▶ What you need to do: Restate each entry shown beneath this instruction, keeping its wording intact.

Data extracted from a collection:
---------------
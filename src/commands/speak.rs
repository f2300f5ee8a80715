use std::path::PathBuf;

use clap::Args;
use owo_colors::OwoColorize;

use crate::commands::{GlobalArgs, Settings, emit, print_dry_run};
use crate::zhipu::Endpoint;
use crate::zhipu::speech::{DEFAULT_VOICE, SavedAudio, SpeechRequest, save_audio};

#[derive(Debug, Args, Clone)]
pub struct SpeakArgs {
    pub text: String,
    /// tongtong, xiaoxiao, xiaomo, xiaobei or xiaoxuan
    #[arg(long, default_value = DEFAULT_VOICE)]
    pub voice: String,
    /// wav or mp3
    #[arg(long, default_value = "wav")]
    pub format: String,
    /// Output file; defaults to speech.<format> in the current directory
    #[arg(long)]
    pub out: Option<PathBuf>,
}

pub fn run(args: SpeakArgs, global: &GlobalArgs) -> Result<(), String> {
    let settings = Settings::resolve(global)?;
    settings.log_verbose("speak");

    let out = args
        .out
        .unwrap_or_else(|| PathBuf::from(format!("speech.{}", args.format)));
    let request = SpeechRequest {
        text: args.text,
        voice: args.voice,
        format: args.format,
        model: settings.model.clone(),
    };

    if settings.dry_run {
        let envelope = request.envelope().map_err(|err| err.to_string())?;
        print_dry_run(&settings, &[(Endpoint::Speech, envelope)]);
        return Ok(());
    }

    let client = settings.client()?;
    let saved = client
        .synthesize(&request)
        .and_then(|audio| save_audio(&out, &audio, &request.voice));
    emit(&settings, saved, render)
}

fn render(saved: &SavedAudio) {
    println!(
        "{} {} ({} bytes, {}, voice {})",
        "saved".green(),
        saved.path.display(),
        saved.size,
        saved.format,
        saved.voice
    );
}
---------------
▶ Output:
filename src/commands/speak.rs
repository f2300f5ee8a80715
use std::path::PathBuf;

use clap::Args;
use owo_colors::OwoColorize;

use crate::commands::{GlobalArgs, Settings, emit, print_dry_run};
use crate::zhipu::Endpoint;
use crate::zhipu::speech::{DEFAULT_VOICE, SavedAudio, SpeechRequest, save_audio};

#[derive(Debug, Args, Clone)]
pub struct SpeakArgs {
    pub text: String,
    /// tongtong, xiaoxiao, xiaomo, xiaobei or xiaoxuan
    #[arg(long, default_value = DEFAULT_VOICE)]
    pub voice: String,
    /// wav or mp3
    #[arg(long, default_value = "wav")]
    pub format: String,
    /// Output file; defaults to speech.<format> in the current directory
    #[arg(long)]
    pub out: Option<PathBuf>,
}

pub fn run(args: SpeakArgs, global: &GlobalArgs) -> Result<(), String> {
    let settings = Settings::resolve(global)?;
    settings.log_verbose("speak");

    let out = args
        .out
        .unwrap_or_else(|| PathBuf::from(format!("speech.{}", args.format)));
    let request = SpeechRequest {
        text: args.text,
        voice: args.voice,
        format: args.format,
        model: settings.model.clone(),
    };

    if settings.dry_run {
        let envelope = request.envelope().map_err(|err| err.to_string())?;
        print_dry_run(&settings, &[(Endpoint::Speech, envelope)]);
        return Ok(());
    }

    let client = settings.client()?;
    let saved = client
        .synthesize(&request)
        .and_then(|audio| save_audio(&out, &audio, &request.voice));
    emit(&settings, saved, render)
}

fn render(saved: &SavedAudio) {
    println!(
        "{} {} ({} bytes, {}, voice {})",
        "saved".green(),
        saved.path.display(),
        saved.size,
        saved.format,
        saved.voice
    );
}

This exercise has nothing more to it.